Challenges in Electrocatalysis of Ammonia Oxidation on Platinum Surfaces: Discovering Reaction Pathways

A deep understanding of the ammonia oxidation reaction (AOR) over platinum surfaces may facilitate the use of ammonia as a carbon-free source for energy storage and conversion. Herein, using an unprecedented experimental approach of combining online electrochemical mass spectrometry (OLEMS) and ion chromatography (IC) with high-area Pt/C surfaces, many AOR products were simultaneously detected and the variation in AOR selectivity depending on the surface conditions was demonstrated.

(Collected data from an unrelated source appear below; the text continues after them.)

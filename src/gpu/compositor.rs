//! Per-frame orchestration of the six scene passes.

use std::iter;

use anyhow::Result;
use glam::Mat4;

use crate::camera::OrbitCamera;
use crate::config::SceneConfig;
use crate::gpu::resources::{build_static_resources, FrameUniforms, IndexedGeometry, ResourceSet, SceneAssets};
use crate::gpu::targets::{clamp_extent, DepthTarget, LazyTarget, OffscreenTarget};
use crate::scene::{DepthLookup, FramePlan, PassTarget, ScenePass, SceneParams};
use crate::transform_stack::TransformStack;

const CLEAR_COLOR: wgpu::Color = wgpu::Color {
    r: 0.0,
    g: 0.0,
    b: 0.0,
    a: 1.0,
};

/// Surface bind group and the target generations it was built against.
struct SurfaceBinding {
    reflection_generation: u64,
    refraction_generation: u64,
    bind_group: wgpu::BindGroup,
}

pub struct FrameCompositor {
    device: wgpu::Device,
    queue: wgpu::Queue,
    resources: ResourceSet,

    stack: TransformStack,
    camera: OrbitCamera,
    depth_lookup: DepthLookup,
    params: SceneParams,
    elapsed: f32,

    size: (u32, u32),
    hidden: bool,
    max_dimension: u32,

    // === Resize-dependent targets ===
    depth: LazyTarget<DepthTarget>,
    reflection: LazyTarget<OffscreenTarget>,
    refraction: LazyTarget<OffscreenTarget>,
    surface_binding: Option<SurfaceBinding>,

    frames: u64,
}

impl FrameCompositor {
    /// Build static resources and wrap them for per-frame use.
    ///
    /// Fails if a shader does not compile; nothing else at this point is
    /// recoverable either.
    pub async fn new(
        device: wgpu::Device,
        queue: wgpu::Queue,
        format: wgpu::TextureFormat,
        width: u32,
        height: u32,
        config: &SceneConfig,
        assets: &SceneAssets,
    ) -> Result<Self> {
        let resources = build_static_resources(&device, &queue, format, assets).await?;

        let mut params = SceneParams::from_config(config);
        if let Some(mesh) = &assets.mesh {
            params.model_center = glam::Vec3::from(mesh.bounds.center());
        }

        let max_dimension = device.limits().max_texture_dimension_2d;

        let mut compositor = Self {
            device,
            queue,
            resources,
            stack: TransformStack::new(),
            camera: OrbitCamera::new(&config.camera),
            depth_lookup: DepthLookup::new(config.water.depth_lookup_rate),
            params,
            elapsed: 0.0,
            size: (1, 1),
            hidden: false,
            max_dimension,
            depth: LazyTarget::new(),
            reflection: LazyTarget::new(),
            refraction: LazyTarget::new(),
            surface_binding: None,
            frames: 0,
        };
        compositor.resize(width, height);
        Ok(compositor)
    }

    pub fn device(&self) -> &wgpu::Device {
        &self.device
    }

    pub fn queue(&self) -> &wgpu::Queue {
        &self.queue
    }

    /// Record a new canvas size. Targets are reallocated lazily by the next
    /// frame. A zero dimension hides the scene until a real size arrives.
    pub fn resize(&mut self, width: u32, height: u32) {
        if width == 0 || height == 0 {
            log::debug!("Canvas is {}x{}; skipping frames until visible", width, height);
            self.hidden = true;
            return;
        }
        self.hidden = false;
        self.size = clamp_extent(width, height, self.max_dimension);
        log::debug!("Compositor resized to {}x{}", self.size.0, self.size.1);
    }

    /// Advance animation and camera by `dt` seconds of wall-clock time.
    pub fn tick(&mut self, dt: f32) {
        let dt = dt.max(0.0);
        self.elapsed += dt;
        self.depth_lookup.advance(dt);
        self.camera.update(dt);
    }

    /// Orbit direction from user input: -1, 0 or 1.
    pub fn set_direction(&mut self, direction: f32) {
        self.camera.set_direction(direction);
    }

    pub fn size(&self) -> (u32, u32) {
        self.size
    }

    pub fn is_hidden(&self) -> bool {
        self.hidden
    }

    pub fn camera(&self) -> &OrbitCamera {
        &self.camera
    }

    pub fn depth_lookup(&self) -> f32 {
        self.depth_lookup.value()
    }

    /// Saved matrices on the transform stack. Zero between frames.
    pub fn stack_depth(&self) -> usize {
        self.stack.depth()
    }

    pub fn frames_rendered(&self) -> u64 {
        self.frames
    }

    /// Bring every resize-dependent target to the current size and rebuild
    /// the surface bind group if either offscreen target was replaced.
    fn ensure_targets(&mut self) {
        let (width, height) = self.size;
        let device = &self.device;

        self.depth.ensure(width, height, |w, h| DepthTarget::new(device, w, h));
        self.reflection
            .ensure(width, height, |w, h| OffscreenTarget::new(device, "Reflection Target", w, h));
        self.refraction
            .ensure(width, height, |w, h| OffscreenTarget::new(device, "Refraction Target", w, h));

        let reflection_generation = self.reflection.generation();
        let refraction_generation = self.refraction.generation();
        let bound = self
            .surface_binding
            .as_ref()
            .map(|binding| (binding.reflection_generation, binding.refraction_generation));
        if !needs_rebind(bound, reflection_generation, refraction_generation) {
            return;
        }

        if let (Some(reflection), Some(refraction)) = (self.reflection.get(), self.refraction.get()) {
            let bind_group =
                self.resources
                    .create_surface_bind_group(&self.device, &reflection.color_view, &refraction.color_view);
            self.surface_binding = Some(SurfaceBinding {
                reflection_generation,
                refraction_generation,
                bind_group,
            });
        }
    }

    /// Write the shared and per-pass uniforms for this frame. Runs before
    /// any pass is recorded so every pass sees the same values.
    fn write_uniforms(&mut self) {
        let (width, height) = self.size;
        let aspect = width as f32 / height as f32;

        let view = self.camera.view_matrix();
        let projection = self.camera.projection_matrix(aspect);
        let frame = FrameUniforms {
            depth_lookup: self.depth_lookup.value(),
            time: self.elapsed,
            _padding: [0.0; 2],
        };

        self.queue
            .write_buffer(&self.resources.view_buffer, 0, bytemuck::cast_slice(&view.to_cols_array()));
        self.queue.write_buffer(
            &self.resources.projection_buffer,
            0,
            bytemuck::cast_slice(&projection.to_cols_array()),
        );
        self.queue
            .write_buffer(&self.resources.frame_buffer, 0, bytemuck::bytes_of(&frame));

        let plan = FramePlan::build(&mut self.stack, &self.params, self.elapsed);
        for transforms in plan.passes() {
            let buffers = self.resources.pass(transforms.pass);
            write_matrix(&self.queue, &buffers.model_buffer, transforms.model);
            write_matrix(&self.queue, &buffers.normal_buffer, transforms.normal);
        }
    }

    /// Record and submit one frame into `view`.
    ///
    /// Returns `false` when the frame was skipped because the canvas has no
    /// area. Submission failures are not observed here.
    pub fn render(&mut self, view: &wgpu::TextureView) -> bool {
        if self.hidden {
            return false;
        }

        self.write_uniforms();

        let mut encoder = self.device.create_command_encoder(&wgpu::CommandEncoderDescriptor {
            label: Some("Water Scene Encoder"),
        });

        for pass in ScenePass::ORDER {
            // Checked before every pass, not once per frame.
            self.ensure_targets();
            self.record_pass(&mut encoder, view, pass);
        }

        self.queue.submit(iter::once(encoder.finish()));
        self.frames += 1;
        true
    }

    fn record_pass(&self, encoder: &mut wgpu::CommandEncoder, swapchain: &wgpu::TextureView, pass: ScenePass) {
        let (color_view, depth_view) = match pass.target() {
            PassTarget::Swapchain => match self.depth.get() {
                Some(depth) => (swapchain, &depth.view),
                None => return,
            },
            PassTarget::Reflection => match self.reflection.get() {
                Some(target) => (&target.color_view, &target.depth_view),
                None => return,
            },
            PassTarget::Refraction => match self.refraction.get() {
                Some(target) => (&target.color_view, &target.depth_view),
                None => return,
            },
        };

        // The skybox opens the swapchain; offscreen passes start clean.
        let clear = matches!(pass, ScenePass::Skybox) || pass.target() != PassTarget::Swapchain;
        let (color_load, depth_load) = if clear {
            (wgpu::LoadOp::Clear(CLEAR_COLOR), wgpu::LoadOp::Clear(1.0))
        } else {
            (wgpu::LoadOp::Load, wgpu::LoadOp::Load)
        };

        let mut render_pass = encoder.begin_render_pass(&wgpu::RenderPassDescriptor {
            label: Some(pass.label()),
            color_attachments: &[Some(wgpu::RenderPassColorAttachment {
                view: color_view,
                resolve_target: None,
                ops: wgpu::Operations {
                    load: color_load,
                    store: wgpu::StoreOp::Store,
                },
            })],
            depth_stencil_attachment: Some(wgpu::RenderPassDepthStencilAttachment {
                view: depth_view,
                depth_ops: Some(wgpu::Operations {
                    load: depth_load,
                    store: wgpu::StoreOp::Store,
                }),
                stencil_ops: None,
            }),
            timestamp_writes: None,
            occlusion_query_set: None,
        });

        let res = &self.resources;
        let matrices = &res.pass(pass).matrix_bind_group;

        match pass {
            ScenePass::Skybox | ScenePass::Reflection => {
                let pipeline = if pass == ScenePass::Skybox {
                    &res.pipelines.skybox
                } else {
                    &res.pipelines.reflection
                };
                render_pass.set_pipeline(pipeline);
                render_pass.set_bind_group(0, &res.cubemap_bind_group, &[]);
                render_pass.set_bind_group(1, matrices, &[]);
                draw_indexed(&mut render_pass, &res.skybox);
            }
            ScenePass::Floor | ScenePass::Refraction => {
                let pipeline = if pass == ScenePass::Floor {
                    &res.pipelines.floor
                } else {
                    &res.pipelines.refraction
                };
                render_pass.set_pipeline(pipeline);
                render_pass.set_bind_group(0, &res.noise_bind_group, &[]);
                render_pass.set_bind_group(1, &res.light_material_bind_group, &[]);
                render_pass.set_bind_group(2, matrices, &[]);
                draw_indexed(&mut render_pass, &res.plane);
            }
            ScenePass::Surface => {
                let Some(binding) = &self.surface_binding else {
                    log::warn!("Surface textures not bound; skipping water surface");
                    return;
                };
                render_pass.set_pipeline(&res.pipelines.surface);
                render_pass.set_bind_group(0, &binding.bind_group, &[]);
                render_pass.set_bind_group(1, &res.light_material_bind_group, &[]);
                render_pass.set_bind_group(2, matrices, &[]);
                draw_indexed(&mut render_pass, &res.plane);
            }
            ScenePass::Model => {
                let Some(model) = &res.model else {
                    return;
                };
                render_pass.set_pipeline(&res.pipelines.model);
                render_pass.set_bind_group(0, &res.model_material_bind_group, &[]);
                render_pass.set_bind_group(1, &res.light_material_bind_group, &[]);
                render_pass.set_bind_group(2, matrices, &[]);
                draw_indexed(&mut render_pass, model);
            }
        }
    }
}

/// Whether a surface bind group built against `bound` generations is stale.
/// `None` means no bind group exists yet.
fn needs_rebind(bound: Option<(u64, u64)>, reflection_generation: u64, refraction_generation: u64) -> bool {
    bound != Some((reflection_generation, refraction_generation))
}

fn write_matrix(queue: &wgpu::Queue, buffer: &wgpu::Buffer, matrix: Mat4) {
    queue.write_buffer(buffer, 0, bytemuck::cast_slice(&matrix.to_cols_array()));
}

fn draw_indexed(render_pass: &mut wgpu::RenderPass<'_>, geometry: &IndexedGeometry) {
    render_pass.set_vertex_buffer(0, geometry.vertex_buffer.slice(..));
    render_pass.set_index_buffer(geometry.index_buffer.slice(..), geometry.index_format);
    render_pass.draw_indexed(0..geometry.num_indices, 0, 0..1);
}

#[cfg(test)]
mod tests {
    use super::*;
    use crate::gpu::targets::SizedTarget;

    struct FakeTarget {
        size: (u32, u32),
    }

    impl SizedTarget for FakeTarget {
        fn extent(&self) -> (u32, u32) {
            self.size
        }

        fn destroy(&mut self) {}
    }

    fn generations(reflection: &LazyTarget<FakeTarget>, refraction: &LazyTarget<FakeTarget>) -> (u64, u64) {
        (reflection.generation(), refraction.generation())
    }

    #[test]
    fn test_first_frame_needs_bind_group() {
        assert!(needs_rebind(None, 0, 0));
        assert!(needs_rebind(None, 1, 1));
    }

    #[test]
    fn test_rebind_follows_resize() {
        let mut reflection = LazyTarget::new();
        let mut refraction = LazyTarget::new();
        let create = |w, h| FakeTarget { size: (w, h) };

        reflection.ensure(800, 600, create);
        refraction.ensure(800, 600, create);
        let (refl, refr) = generations(&reflection, &refraction);
        assert!(needs_rebind(None, refl, refr));
        let bound = Some((refl, refr));

        // Same size on the next pass: the bind group is still valid.
        reflection.ensure(800, 600, create);
        refraction.ensure(800, 600, create);
        let (refl, refr) = generations(&reflection, &refraction);
        assert!(!needs_rebind(bound, refl, refr));

        // Resize between passes replaces both views.
        reflection.ensure(400, 300, create);
        refraction.ensure(400, 300, create);
        let (refl, refr) = generations(&reflection, &refraction);
        assert!(needs_rebind(bound, refl, refr));
        assert_eq!(reflection.get().map(|t| t.size), Some((400, 300)));

        let bound = Some((refl, refr));
        refraction.ensure(400, 300, create);
        let (refl, refr) = generations(&reflection, &refraction);
        assert!(!needs_rebind(bound, refl, refr));
    }

    #[test]
    fn test_rebind_when_only_one_target_changes() {
        assert!(needs_rebind(Some((2, 2)), 3, 2));
        assert!(needs_rebind(Some((2, 2)), 2, 3));
        assert!(!needs_rebind(Some((2, 2)), 2, 2));
    }
}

In the low-potential region of 0.40–0.82 V, the adsorbed OH– was the dominant oxygenated surface species. The AOR onset potential was 0.40 V, and the surface intermediates were NHx,ads and N2Hy,ads, which were the main precursors of N2, considered a major product. N2H4, NO, and NH2OH were considered minor products in this potential region. In the high-potential region, from 0.82 V, adsorbed O2– was the main oxygenated surface species, owing to the strong interactions between OH– and oxidized Pt. We found that NO and N2O play a key role as reaction intermediates. Another remarkable result is the detection of HN3 as a gaseous product. NO2, N2H4, and NH2OH were considered the minor products. The nitrite and nitrate detected by IC were solution-phase products of the AOR at high potentials. The real-time identification of seven gaseous products, viz., N2, NO, N2H4, NH2OH, HN3, N2O, and NO2, and two solution-phase products, NO2– and NO3–, enabled us to propose AOR mechanistic pathways, opening more possibilities for the electrochemical generation of high-value-added nitrogenated products depending on Pt surface conditions.